Currently patients who suffer a heart attack are treated with medications such as beta adrenergic blockers, angiotensin converting enzyme inhibitors and angiotensin receptor blockers. These classes of drugs have modest beneficial effects on survival that tend to deteriorate over time. Improved drug and device based treatments are, therefore, being sought aggressively. Cell therapy treatments could yield positive results; however, while significant advances have been made in cardiac cell therapy, definitive therapeutic benefits have been difficult to demonstrate conclusively despite numerous clinical trials.
Certain mechanical means for restraining the size of the heart have been developed. Acorn Cardiovascular, Inc. (St. Paul, Minn.) has developed a mesh restraint device for wrapping the heart in patients with established heart failure. This product requires major surgery for placement and has failed to gain FDA approval. It has never been placed clinically in the early postinfarction period. Paracor Medical Inc. (Sunnyvale, Calif.) has developed a nitinol mesh for restraining the heart. Like the device developed by Acorn Cardiovascular, this product requires surgical placement and is intended for patients with established heart failure. The Paracor device is in phase II clinical trials.

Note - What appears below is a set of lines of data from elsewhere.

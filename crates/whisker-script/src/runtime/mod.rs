//! The InMemory runtime context (spec §4.11): the reference implementation
//! of the host-owned story session backing the `whisker.*` API.

use std::collections::VecDeque;

use ahash::AHashMap;

use crate::error::{WhiskerError, WhiskerResult};
use crate::host::{Choice, ChoiceApi, Hook, HookApi, Host, HistoryApi, Passage, PassageApi, StateApi};
use crate::list::{ListValue, WarningSink};
use crate::value::{Table, Value};

/// Discards LIST callback warnings by writing them to the process's
/// standard error, the simplest sink that still surfaces failures during
/// interactive development.
pub struct StderrSink;
impl WarningSink for StderrSink {
    fn warn(&mut self, message: &str) {
        eprintln!("warning: {message}");
    }
}

pub struct InMemoryRuntime {
    variables: AHashMap<String, Value>,
    lists: AHashMap<String, ListValue>,
    passages: AHashMap<String, Passage>,
    current_passage: Option<String>,
    visit_counts: AHashMap<String, i64>,
    history: VecDeque<String>,
    choices: Vec<Choice>,
    hooks: AHashMap<String, Hook>,
    rng_state: u64,
}

impl Default for InMemoryRuntime {
    fn default() -> Self {
        Self::new()
    }
}

impl InMemoryRuntime {
    pub fn new() -> Self {
        InMemoryRuntime {
            variables: AHashMap::new(),
            lists: AHashMap::new(),
            passages: AHashMap::new(),
            current_passage: None,
            visit_counts: AHashMap::new(),
            history: VecDeque::new(),
            choices: Vec::new(),
            hooks: AHashMap::new(),
            rng_state: 0x9E37_79B9_7F4A_7C15,
        }
    }

    pub fn add_passage(&mut self, passage: Passage) {
        self.passages.insert(passage.id.clone(), passage);
    }

    pub fn set_choices(&mut self, choices: Vec<Choice>) {
        self.choices = choices;
    }

    pub fn set_hook(&mut self, name: impl Into<String>, hook: Hook) {
        self.hooks.insert(name.into(), hook);
    }

    fn next_random(&mut self) -> f64 {
        let mut x = self.rng_state;
        x ^= x << 13;
        x ^= x >> 7;
        x ^= x << 17;
        self.rng_state = x;
        (x.wrapping_mul(0x2545_F491_4F6C_DD1D) >> 11) as f64 / (1u64 << 53) as f64
    }

    fn list_mut(&mut self, key: &str) -> WhiskerResult<&mut ListValue> {
        self.lists
            .get_mut(key)
            .ok_or_else(|| WhiskerError::NameError(format!("no such list: {key}")))
    }

    fn list_ref(&self, key: &str) -> WhiskerResult<&ListValue> {
        self.lists
            .get(key)
            .ok_or_else(|| WhiskerError::NameError(format!("no such list: {key}")))
    }

}

impl StateApi for InMemoryRuntime {
    fn state_get(&self, key: &str) -> Option<Value> {
        self.variables.get(key).cloned()
    }

    fn state_set(&mut self, key: &str, value: Value) {
        self.variables.insert(key.to_string(), value);
    }

    fn state_has(&self, key: &str) -> bool {
        self.variables.contains_key(key)
    }

    fn state_delete(&mut self, key: &str) {
        self.variables.remove(key);
    }

    fn state_all(&self) -> Table {
        let mut t = Table::new();
        for key in self.variables.keys() {
            t.set(key.clone(), self.variables.get(key).cloned().unwrap());
        }
        t
    }

    fn state_reset(&mut self) {
        self.variables.clear();
        self.lists.clear();
    }

    fn set_list(&mut self, key: &str, list: ListValue) {
        self.lists.insert(key.to_string(), list);
    }

    fn get_list(&self, key: &str) -> Option<&ListValue> {
        self.lists.get(key)
    }

    fn get_list_mut(&mut self, key: &str) -> Option<&mut ListValue> {
        self.lists.get_mut(key)
    }

    fn list_values(&self, key: &str) -> WhiskerResult<Vec<String>> {
        Ok(self.list_ref(key)?.possible_values().to_vec())
    }

    fn list_active(&self, key: &str) -> WhiskerResult<Vec<String>> {
        Ok(self.list_ref(key)?.active_values().to_vec())
    }

    fn list_contains(&self, key: &str, state: &str) -> WhiskerResult<bool> {
        Ok(self.list_ref(key)?.contains(state))
    }

    fn list_add(&mut self, key: &str, state: &str) -> WhiskerResult<()> {
        let mut sink = StderrSink;
        self.list_mut(key)?.add(state, &mut sink)
    }

    fn list_remove(&mut self, key: &str, state: &str) -> WhiskerResult<()> {
        let mut sink = StderrSink;
        self.list_mut(key)?.remove(state, &mut sink)
    }

    fn list_toggle(&mut self, key: &str, state: &str) -> WhiskerResult<()> {
        let mut sink = StderrSink;
        self.list_mut(key)?.toggle(state, &mut sink)
    }

    fn list_count(&self, key: &str) -> WhiskerResult<usize> {
        Ok(self.list_ref(key)?.count())
    }

    fn set_array(&mut self, key: &str, values: Vec<Value>) {
        let mut t = Table::new();
        for v in values {
            t.push_array(v);
        }
        self.variables.insert(key.to_string(), Value::table(t));
    }

    fn get_array(&self, key: &str) -> Option<Value> {
        match self.variables.get(key) {
            Some(v @ Value::Table(_)) => Some(v.clone()),
            _ => None,
        }
    }

    fn array_get(&self, key: &str, index: i64) -> WhiskerResult<Value> {
        let t = self.require_array(key)?;
        Ok(t.borrow().get(&index.to_string()))
    }

    fn array_set(&mut self, key: &str, index: i64, value: Value) -> WhiskerResult<()> {
        let t = self.require_array(key)?;
        t.borrow_mut().set(index.to_string(), value);
        Ok(())
    }

    fn array_length(&self, key: &str) -> WhiskerResult<i64> {
        Ok(self.require_array(key)?.borrow().length())
    }

    fn array_push(&mut self, key: &str, value: Value) -> WhiskerResult<()> {
        let t = self.require_array(key)?;
        t.borrow_mut().push_array(value);
        Ok(())
    }

    fn array_pop(&mut self, key: &str) -> WhiskerResult<Value> {
        let t = self.require_array(key)?;
        let len = t.borrow().length();
        if len == 0 {
            return Ok(Value::Nil);
        }
        let v = t.borrow().get(&len.to_string());
        t.borrow_mut().set(len.to_string(), Value::Nil);
        Ok(v)
    }

    fn array_insert(&mut self, key: &str, index: i64, value: Value) -> WhiskerResult<()> {
        let t = self.require_array(key)?;
        let len = t.borrow().length();
        let mut i = len + 1;
        while i > index {
            let prev = t.borrow().get(&(i - 1).to_string());
            t.borrow_mut().set(i.to_string(), prev);
            i -= 1;
        }
        t.borrow_mut().set(index.to_string(), value);
        Ok(())
    }

    fn array_remove(&mut self, key: &str, index: i64) -> WhiskerResult<Value> {
        let t = self.require_array(key)?;
        let len = t.borrow().length();
        let removed = t.borrow().get(&index.to_string());
        let mut i = index;
        while i < len {
            let next = t.borrow().get(&(i + 1).to_string());
            t.borrow_mut().set(i.to_string(), next);
            i += 1;
        }
        t.borrow_mut().set(len.to_string(), Value::Nil);
        Ok(removed)
    }

    fn array_contains(&self, key: &str, value: &Value) -> WhiskerResult<bool> {
        let t = self.require_array(key)?;
        Ok(t.borrow().array_part().iter().any(|(_, v)| v == value))
    }

    fn array_index_of(&self, key: &str, value: &Value) -> WhiskerResult<i64> {
        let t = self.require_array(key)?;
        Ok(t.borrow()
            .array_part()
            .iter()
            .find(|(_, v)| v == value)
            .map(|(i, _)| *i)
            .unwrap_or(-1))
    }

    fn set_map(&mut self, key: &str) {
        self.variables.insert(key.to_string(), Value::new_table());
    }

    fn get_map(&self, key: &str) -> Option<Value> {
        self.get_array(key)
    }

    fn map_get(&self, key: &str, field: &str) -> WhiskerResult<Value> {
        Ok(self.require_array(key)?.borrow().get(field))
    }

    fn map_set(&mut self, key: &str, field: &str, value: Value) -> WhiskerResult<()> {
        self.require_array(key)?.borrow_mut().set(field.to_string(), value);
        Ok(())
    }

    fn map_has(&self, key: &str, field: &str) -> WhiskerResult<bool> {
        Ok(self.require_array(key)?.borrow().contains(field))
    }

    fn map_delete(&mut self, key: &str, field: &str) -> WhiskerResult<()> {
        self.require_array(key)?.borrow_mut().set(field.to_string(), Value::Nil);
        Ok(())
    }

    fn map_keys(&self, key: &str) -> WhiskerResult<Vec<String>> {
        Ok(self.require_array(key)?.borrow().ordered_keys().to_vec())
    }

    fn map_values(&self, key: &str) -> WhiskerResult<Vec<Value>> {
        let t = self.require_array(key)?;
        let t = t.borrow();
        Ok(t.ordered_keys().iter().map(|k| t.get(k)).collect())
    }

    fn map_size(&self, key: &str) -> WhiskerResult<usize> {
        Ok(self.require_array(key)?.borrow().ordered_keys().len())
    }
}
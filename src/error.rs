use thiserror::Error;

/// Any failure coming back from the store: connection, constraint or timeout.
#[derive(Debug, Error)]
#[error("persistence failure")]
pub struct PersistenceError(#[from] pub sqlx::Error);
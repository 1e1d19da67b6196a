use std::convert::Infallible;

use serde::Serialize;
use sqlx::sqlite::SqlitePool;
use tracing::field::Empty;
use tracing_futures::Instrument;
use warp::filters::body::BodyDeserializeError;
use warp::reply::{Reply, Response};
use warp::{http, reject, Filter};

use crate::db::{self, PayrollEntry, TimekeepingEntry};
use crate::error::PersistenceError;
use crate::telemetry::{self, record_exception, RequestContext};

fn json_body_timekeeping() -> impl Filter<Extract = (TimekeepingEntry,), Error = warp::Rejection> + Clone {
    warp::body::content_length_limit(1024 * 16).and(warp::body::json())
}

fn json_body_payroll() -> impl Filter<Extract = (PayrollEntry,), Error = warp::Rejection> + Clone {
    warp::body::content_length_limit(1024 * 16).and(warp::body::json())
}

fn with_pool(pool: SqlitePool) -> impl Filter<Extract = (SqlitePool,), Error = Infallible> + Clone {
    warp::any().map(move || pool.clone())
}

// Captures the span the request is being served under.
fn with_context() -> impl Filter<Extract = (RequestContext,), Error = Infallible> + Clone {
    warp::any().map(RequestContext::current)
}

/// All endpoints, each request wrapped in an HTTP span.
pub fn routes(pool: SqlitePool) -> impl Filter<Extract = impl Reply, Error = Infallible> + Clone {
    post_billing(pool.clone())
        .or(get_billing(pool.clone()))
        .unify()
        .or(post_payroll(pool.clone()))
        .unify()
        .or(get_payroll(pool))
        .unify()
        .recover(handle_rejection)
        .unify()
        .map(telemetry::record_response)
        .with(warp::trace(telemetry::request_span))
}

// Turns rejections into plain status replies so the request span sees them too.
async fn handle_rejection(err: warp::Rejection) -> Result<Response, Infallible> {
    let status = if err.is_not_found() {
        http::StatusCode::NOT_FOUND
    } else if err.find::<BodyDeserializeError>().is_some() {
        http::StatusCode::BAD_REQUEST
    } else if err.find::<reject::PayloadTooLarge>().is_some() {
        http::StatusCode::PAYLOAD_TOO_LARGE
    } else if err.find::<reject::LengthRequired>().is_some() {
        http::StatusCode::LENGTH_REQUIRED
    } else if err.find::<reject::UnsupportedMediaType>().is_some() {
        http::StatusCode::UNSUPPORTED_MEDIA_TYPE
    } else if err.find::<reject::MethodNotAllowed>().is_some() {
        http::StatusCode::METHOD_NOT_ALLOWED
    } else {
        tracing::warn!(rejection = ?err, "unhandled rejection");
        http::StatusCode::INTERNAL_SERVER_ERROR
    };

    Ok(status.into_response())
}

// Filters
pub fn post_billing(pool: SqlitePool) -> impl Filter<Extract = (Response,), Error = warp::Rejection> + Clone {
    warp::path!("ems" / "billing")
        .and(warp::post())
        .and(json_body_timekeeping())
        .and(with_context())
        .and(with_pool(pool))
        .and_then(record_project_work)
}

pub fn get_billing(pool: SqlitePool) -> impl Filter<Extract = (Response,), Error = warp::Rejection> + Clone {
    warp::path!("ems" / "billing" / i32)
        .and(warp::get())
        .and(with_context())
        .and(with_pool(pool))
        .and_then(get_billing_details)
}

pub fn post_payroll(pool: SqlitePool) -> impl Filter<Extract = (Response,), Error = warp::Rejection> + Clone {
    warp::path!("ems" / "payroll" / "add")
        .and(warp::post())
        .and(json_body_payroll())
        .and(with_context())
        .and(with_pool(pool))
        .and_then(add_employee_to_payroll)
}

pub fn get_payroll(pool: SqlitePool) -> impl Filter<Extract = (Response,), Error = warp::Rejection> + Clone {
    warp::path!("ems" / "payroll" / i32)
        .and(warp::get())
        .and(with_context())
        .and(with_pool(pool))
        .and_then(get_employee_payroll)
}

// Handlers
async fn record_project_work(
    entry: TimekeepingEntry,
    ctx: RequestContext,
    pool: SqlitePool,
) -> Result<Response, Infallible> {
    let span = tracing::info_span!(
        parent: ctx.span(),
        "Record project work",
        otel.status_code = Empty,
        exception.message = Empty,
        employee_id = entry.employee_id,
        project_id = entry.project_id,
        week_closing_date = %entry.week_closing_date,
    );
    tracing::info!(parent: &span, "work recorded");
    let ctx = RequestContext::new(span.clone());

    let result = async {
        let mut conn = db::acquire(&ctx, &pool).await?;
        db::insert_timekeeping(&ctx, &mut conn, &entry).await
    }
    .instrument(span)
    .await;

    Ok(match result {
        Ok(()) => created(format!("/ems/billing/{}", entry.employee_id), &entry),
        Err(e) => server_error(&ctx, e),
    })
}

async fn get_billing_details(
    employee_id: i32,
    ctx: RequestContext,
    pool: SqlitePool,
) -> Result<Response, Infallible> {
    let span = tracing::info_span!(
        parent: ctx.span(),
        "Fetch projects for employee",
        otel.status_code = Empty,
        exception.message = Empty,
        employee_id = employee_id,
        records = Empty,
    );
    let ctx = RequestContext::new(span.clone());

    let result = async {
        let mut conn = db::acquire(&ctx, &pool).await?;
        db::query_timekeeping_by_employee(&ctx, &mut conn, employee_id).await
    }
    .instrument(span)
    .await;

    Ok(match result {
        Ok(entries) => found(&ctx, &entries),
        Err(e) => server_error(&ctx, e),
    })
}

async fn add_employee_to_payroll(
    entry: PayrollEntry,
    ctx: RequestContext,
    pool: SqlitePool,
) -> Result<Response, Infallible> {
    let span = tracing::info_span!(
        parent: ctx.span(),
        "Add employee to payroll",
        otel.status_code = Empty,
        exception.message = Empty,
        employee_id = entry.employee_id,
    );
    let ctx = RequestContext::new(span.clone());

    let result = async {
        let mut conn = db::acquire(&ctx, &pool).await?;
        db::insert_payroll(&ctx, &mut conn, &entry).await
    }
    .instrument(span)
    .await;

    Ok(match result {
        Ok(()) => created(format!("/ems/payroll/{}", entry.employee_id), &entry),
        Err(e) => server_error(&ctx, e),
    })
}

async fn get_employee_payroll(
    employee_id: i32,
    ctx: RequestContext,
    pool: SqlitePool,
) -> Result<Response, Infallible> {
    let span = tracing::info_span!(
        parent: ctx.span(),
        "Fetch employee payroll",
        otel.status_code = Empty,
        exception.message = Empty,
        employee_id = employee_id,
        records = Empty,
    );
    let ctx = RequestContext::new(span.clone());

    let result = async {
        let mut conn = db::acquire(&ctx, &pool).await?;
        db::query_payroll_by_employee(&ctx, &mut conn, employee_id).await
    }
    .instrument(span)
    .await;

    Ok(match result {
        Ok(entries) => found(&ctx, &entries),
        Err(e) => server_error(&ctx, e),
    })
}

fn created<T: Serialize>(location: String, body: &T) -> Response {
    let reply = warp::reply::with_status(warp::reply::json(body), http::StatusCode::CREATED);
    warp::reply::with_header(reply, http::header::LOCATION, location).into_response()
}

// No rows reads as not found, whether or not the employee exists.
fn found<T: Serialize>(ctx: &RequestContext, entries: &[T]) -> Response {
    ctx.span().record("records", entries.len());
    if entries.is_empty() {
        return http::StatusCode::NOT_FOUND.into_response();
    }
    warp::reply::json(&entries).into_response()
}

fn server_error(ctx: &RequestContext, err: PersistenceError) -> Response {
    record_exception(ctx.span(), &err);
    http::StatusCode::INTERNAL_SERVER_ERROR.into_response()
}
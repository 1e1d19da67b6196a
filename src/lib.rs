pub mod api;
pub mod config;
pub mod db;
pub mod error;
pub mod telemetry;
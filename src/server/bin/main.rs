use anyhow::{Context, Result};
use sqlx::sqlite::SqlitePool;

use ems::api;
use ems::config::Settings;
use ems::db;
use ems::telemetry::{self, get_subscriber, init_subscriber};

#[tokio::main]
async fn main() -> Result<()> {
    let settings = Settings::from_env()?;

    let provider = telemetry::init_tracer_provider(&settings.trace)?;
    let tracer = provider.as_ref().map(telemetry::tracer);
    let subscriber = get_subscriber(
        telemetry::SERVICE_NAME.into(),
        settings.log_filter.clone(),
        tracer,
    );
    init_subscriber(subscriber)?;

    if provider.is_none() {
        tracing::warn!("EMS_TRACE_TOKEN not set, spans will not be exported");
    }

    let pool = db::setup_pool(&settings.database_url)
        .await
        .context("Failed to open database pool")?;

    run(pool, &settings).await?;

    if let Some(provider) = provider {
        // Flushes whatever the batch processor still holds.
        if let Err(e) = provider.shutdown() {
            tracing::warn!(error = %e, "trace export did not shut down cleanly");
        }
    }

    Ok(())
}

async fn run(pool: SqlitePool, settings: &Settings) -> Result<()> {
    let routes = api::routes(pool.clone());

    let (addr, server) = warp::serve(routes)
        .try_bind_with_graceful_shutdown(settings.listen_addr, async {
            tokio::signal::ctrl_c().await.ok();
        })
        .with_context(|| format!("Failed to bind {}", settings.listen_addr))?;

    tracing::info!(%addr, "listening");
    server.await;

    pool.close().await;
    tracing::info!("shut down");

    Ok(())
}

Methods that involve the injection of blood plasma and cellular derivatives in order to provide (or induce) structural reinforcement for injured cardiac tissue are disclosed by Nayak et al. in U.S. Pub. No. 2007/0093748. Nayak et al. used platelet rich plasma, alone or in a gelled combination with clotting agents, to ameliorate cardiac remodeling.
There remains an unmet need for systems and methods for the regulation of post-infarct cardiac expansion other than cell therapy regimens, mesh restraint devices, and injection of blood plasma and cellular derivatives.